Work With Percentages
The first thing to understand is that there are two major categories of percentage problems: straight comparison questions (such as, "35 is 5% of what number?") and increase/decrease questions (like, "if a blouse that cost $45 originally is on sale at 20% off, what is the new price?). The increase/ decrease kind are complicated enough to require a separate Wikihow article, so let's focus on just the straight comparison for right now.
The other thing to know is that there are two major approaches to these questions. One is based on an equation involving decimals, and the other relies on proportions. I'm going to stick with the method that's based on the decimal equation, which is: % x (whole amount) = (partial amount). This equation can be rearranged like this: % = (partial amt) / (whole amt). It can also be written like this: (whole amt) = (partial amt) / %. Which arrangement you need depends on which kind of problem you have.
Contents
The Place to Start
Your first task is to figure out what kind of problem is in front of you. In a straight comparison situation, there are three styles of problems. The first style is the "no percent" question. Those would sound like: "what percent of 25 is 16?" or "8 is what percent of 32?". The second style is the "no entire amount" question. Those would be phrased like: "15 is 6% of what number?" or "78% of what number is 20?". The third style is the "no partial amount" question, which would sound like: "What is 52% of 49?" or "14% of 225 is how much?"
Steps
Solving an "Unknown Percent" Question
If you do not see a number marked by a % (or possibly the word "percent"), then this is almost certainly the "no percent" type of question.

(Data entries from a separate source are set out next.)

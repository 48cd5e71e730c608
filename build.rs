//! Build script for prkit: embeds a human-readable version string.
//!
//! `BUILD_INFO_HUMAN` is `<pkg version> (<git version>) <rustc version>`.
//! The git version is `git describe --tags --always --dirty` when a tag is
//! reachable, otherwise `v<pkg version>-<timestamp>-<short sha>[+dirty]`.
//! Clean trees use the commit time so rebuilding the same commit yields the
//! same string; dirty trees and builds outside git use the build time.

use std::{env, process::Command};

use chrono::{DateTime, Utc};

const STAMP_FORMAT: &str = "%Y%m%d%H%M%S";

fn main() {
    for path in ["src", "build.rs", "Cargo.toml", "Cargo.lock"] {
        println!("cargo:rerun-if-changed={path}");
    }

    println!("cargo:rustc-env=BUILD_INFO_HUMAN={}", build_info());
}

fn run(program: &str, args: &[&str]) -> Option<String> {
    Command::new(program)
        .args(args)
        .output()
        .ok()
        .filter(|output| output.status.success())
        .and_then(|output| String::from_utf8(output.stdout).ok())
        .map(|s| s.trim().to_string())
        .filter(|s| !s.is_empty())
}

fn git(args: &[&str]) -> Option<String> {
    run("git", args)
}

/// `None` outside a git checkout. `.cargo-ok` is written by
/// `cargo install --git` and does not count as a local change.
fn worktree_dirty() -> Option<bool> {
    git(&["status", "--porcelain"]).map(|status| {
        status
            .lines()
            .filter_map(|line| line.get(3..))
            .any(|path| path != ".cargo-ok")
    })
}

fn commit_stamp() -> Option<String> {
    git(&["log", "-1", "--format=%ct"])
        .and_then(|s| s.parse::<i64>().ok())
        .and_then(|secs| DateTime::from_timestamp(secs, 0))
        .map(|dt| dt.format(STAMP_FORMAT).to_string())
}

fn pseudo_version() -> String {
    let sha = git(&["rev-parse", "--short=12", "HEAD"]).unwrap_or_else(|| "unknown".into());
    let dirty = worktree_dirty();
    let now = || Utc::now().format(STAMP_FORMAT).to_string();

    let stamp = match dirty {
        Some(false) => commit_stamp().unwrap_or_else(now),
        _ => now(),
    };
    let suffix = if dirty == Some(true) { "+dirty" } else { "" };

    format!("v{}-{stamp}-{sha}{suffix}", env!("CARGO_PKG_VERSION"))
}

fn git_version() -> String {
    match git(&["describe", "--tags", "--always", "--dirty"]) {
        Some(desc) if desc.contains('v') || desc.contains("-g") => desc,
        _ => pseudo_version(),
    }
}

fn build_info() -> String {
    let mut parts = vec![env!("CARGO_PKG_VERSION").to_string(), format!("({})", git_version())];
    let rustc = env::var("RUSTC").unwrap_or_else(|_| "rustc".into());
    if let Some(version) = run(&rustc, &["--version"]) {
        parts.push(version);
    }
    parts.join(" ")
}
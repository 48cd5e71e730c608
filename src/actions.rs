//! GitHub Actions plumbing: the triggering event and step outputs.

use std::{
    fs::OpenOptions,
    io::Write,
    path::{Path, PathBuf},
};

use anyhow::{Context, Result};
use serde::Deserialize;
use tracing::info;

/// The parts of a `pull_request` event payload the scripts read.
#[derive(Debug, Clone, PartialEq, Eq, Deserialize)]
pub struct EventPullRequest {
    pub number: u64,
    #[serde(default)]
    pub title: String,
}

#[derive(Debug, Clone, Default, Deserialize)]
pub struct EventPayload {
    #[serde(default)]
    pub pull_request: Option<EventPullRequest>,
}

/// Reads the webhook payload GitHub Actions writes to `GITHUB_EVENT_PATH`.
pub fn read_event(path: &Path) -> Result<EventPayload> {
    let raw = std::fs::read_to_string(path)
        .with_context(|| format!("Failed to read event payload {}", path.display()))?;
    serde_json::from_str(&raw)
        .with_context(|| format!("Failed to parse event payload {}", path.display()))
}

/// Legacy workflow-command escaping for values that must fit on one line.
pub fn escape_data(value: &str) -> String {
    value
        .replace('%', "%25")
        .replace('\r', "%0D")
        .replace('\n', "%0A")
}

/// Formats a workflow command such as `::warning::message`, which the
/// runner turns into an annotation on the run.
pub fn workflow_command(command: &str, message: &str) -> String {
    format!("::{command}::{}", escape_data(message))
}

/// Files the runner exposes for step outputs (`GITHUB_OUTPUT`) and for
/// environment exports (`GITHUB_ENV`). Outside Actions both are absent and
/// values are only logged.
#[derive(Debug, Clone, Default)]
pub struct StepOutputs {
    output_file: Option<PathBuf>,
    env_file: Option<PathBuf>,
}

impl StepOutputs {
    pub fn new(output_file: Option<PathBuf>, env_file: Option<PathBuf>) -> Self {
        Self {
            output_file,
            env_file,
        }
    }

    pub fn from_env() -> Self {
        let path = |name: &str| {
            std::env::var_os(name)
                .filter(|v| !v.is_empty())
                .map(PathBuf::from)
        };
        Self::new(path("GITHUB_OUTPUT"), path("GITHUB_ENV"))
    }

    pub fn is_active(&self) -> bool {
        self.output_file.is_some()
    }

    pub fn set_output(&self, name: &str, value: &str) -> Result<()> {
        match &self.output_file {
            Some(path) => append_entry(path, name, value),
            None => {
                info!(output = name, value, "Step output (GITHUB_OUTPUT unset)");
                Ok(())
            }
        }
    }

    pub fn export_variable(&self, name: &str, value: &str) -> Result<()> {
        match &self.env_file {
            Some(path) => append_entry(path, name, value),
            None => {
                info!(variable = name, value, "Environment export (GITHUB_ENV unset)");
                Ok(())
            }
        }
    }
}

/// Multi-line values use the `name<<DELIMITER` form, with a delimiter that
/// does not occur in the value.
fn format_entry(name: &str, value: &str) -> String {
    if !value.contains('\n') && !value.contains('\r') {
        return format!("{name}={value}\n");
    }

    let mut delimiter = format!("PRKIT_EOF_{}", std::process::id());
    while value.contains(&delimiter) {
        delimiter.push('_');
    }
    format!("{name}<<{delimiter}\n{value}\n{delimiter}\n")
}

fn append_entry(path: &Path, name: &str, value: &str) -> Result<()> {
    let mut file = OpenOptions::new()
        .create(true)
        .append(true)
        .open(path)
        .with_context(|| format!("Failed to open {}", path.display()))?;
    file.write_all(format_entry(name, value).as_bytes())
        .with_context(|| format!("Failed to write '{name}' to {}", path.display()))
}
mod run;

use prkit::{Command, Connection, GitHub, actions::StepOutputs, github::get_github_token, parse_args};

fn handle_clap_help_version(clap_err: &clap::Error) -> ! {
    use clap::error::ErrorKind;
    match clap_err.kind() {
        ErrorKind::DisplayHelp | ErrorKind::DisplayVersion => {
            print!("{clap_err}");
            std::process::exit(0);
        }
        _ => {
            eprint!("{clap_err}");
            std::process::exit(2);
        }
    }
}

fn connect(connection: &Connection) -> anyhow::Result<GitHub> {
    let token = match &connection.token {
        Some(token) => token.clone(),
        None => get_github_token()?,
    };
    GitHub::connect(token, connection.api_url.as_deref())
}

fn init_tracing() {
    use tracing_subscriber::{EnvFilter, fmt, prelude::*};

    let filter = EnvFilter::try_from_default_env().unwrap_or_else(|_| EnvFilter::new("info"));

    tracing_subscriber::registry()
        .with(fmt::layer().with_target(false).with_writer(std::io::stderr))
        .with(filter)
        .init();
}

#[tokio::main]
async fn main() -> anyhow::Result<()> {
    init_tracing();

    let invocation = match parse_args(std::env::args_os()) {
        Ok(invocation) => invocation,
        Err(err) => {
            if let Some(clap_err) = err.downcast_ref::<clap::Error>() {
                handle_clap_help_version(clap_err);
            } else {
                return Err(err);
            }
        }
    };

    let outputs = StepOutputs::from_env();
    let connection = &invocation.connection;

    match invocation.command {
        Command::Cleanup(spec) => run::cleanup(&connect(connection)?, &spec, &outputs).await,
        Command::LintTitle(spec) => run::lint_title(&connect(connection)?, &spec).await,
        Command::Audit(spec) => {
            let github = spec.pr.as_ref().map(|_| connect(connection)).transpose()?;
            run::audit(github.as_ref(), &spec, &outputs).await
        }
        Command::Prompt(spec) => run::prompt(&spec, &outputs),
        Command::CheckExclusion(spec) => run::check_exclusion(&spec, &outputs),
    }
}
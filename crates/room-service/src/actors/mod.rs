//! Actor model implementation for the room service.
//!
//! ```text
//! RoomActor (one per room, owns the PeerDirectory and Broadcaster)
//! └── supervises N ConnectionActors
//!     └── ConnectionActor (one per signaling WebSocket)
//! ```
//!
//! # Key Design Decisions
//!
//! - **Single writer**: every directory mutation is a message to the room actor
//! - **No engine I/O in the room actor**: the negotiator talks to the media
//!   engine first, then commits the outcome in one message
//! - **Never block on recipients**: events are enqueued with `try_send`; a full
//!   connection mailbox gets the connection closed
//! - **CancellationToken propagation**: connections run on child tokens of the
//!   room's token, so cancelling the room closes every socket
//!
//! # Modules
//!
//! - [`room`] - `RoomActor`, owns room state
//! - [`connection`] - `ConnectionActor` per signaling connection
//! - [`messages`] - Message types for actor communication
//! - [`metrics`] - Mailbox monitoring and actor metrics

pub mod connection;
pub mod messages;
pub mod metrics;
pub mod room;

// Re-export primary types
pub use connection::{ConnectionActor, ConnectionActorHandle, DeliveryError, EventSink};
pub use messages::*;
pub use metrics::{ActorMetrics, ActorType, MailboxMonitor};
pub use room::{RoomActor, RoomActorHandle};
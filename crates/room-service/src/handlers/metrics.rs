//! Prometheus metrics endpoint.

use axum::extract::State;
use metrics_exporter_prometheus::PrometheusHandle;

/// Handler for GET /metrics
///
/// Renders every metric in Prometheus text format. Unauthenticated, like
/// the health probes.
pub async fn metrics_handler(State(handle): State<PrometheusHandle>) -> String {
    handle.render()
}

- Decide which of the other numbers is the "whole amount" and which is the "partial amount". For example, a problem that says "8 is what percent of 32?" indicates that the 32 is the whole amount and the 8 is the partial. What tips this off: the 8 connects directly to the "is", while the 32 connects directly to the "of".
- Use the equation % = (partial)/(whole). So on the calculator, punch in the partial amount, hit divide, enter the whole, and hit equals.
- This will give you a decimal, which you convert into a percentage by moving the decimal point two places to the right.
- Example: "8 is what percent of 32?". Take 8, divide by 32, hit equals; get 0.25; convert that to 25%.
- Example: "what percent of 25 is 16?". Enter 16, divide by 25, hit equals; get 0.64; convert to 64%.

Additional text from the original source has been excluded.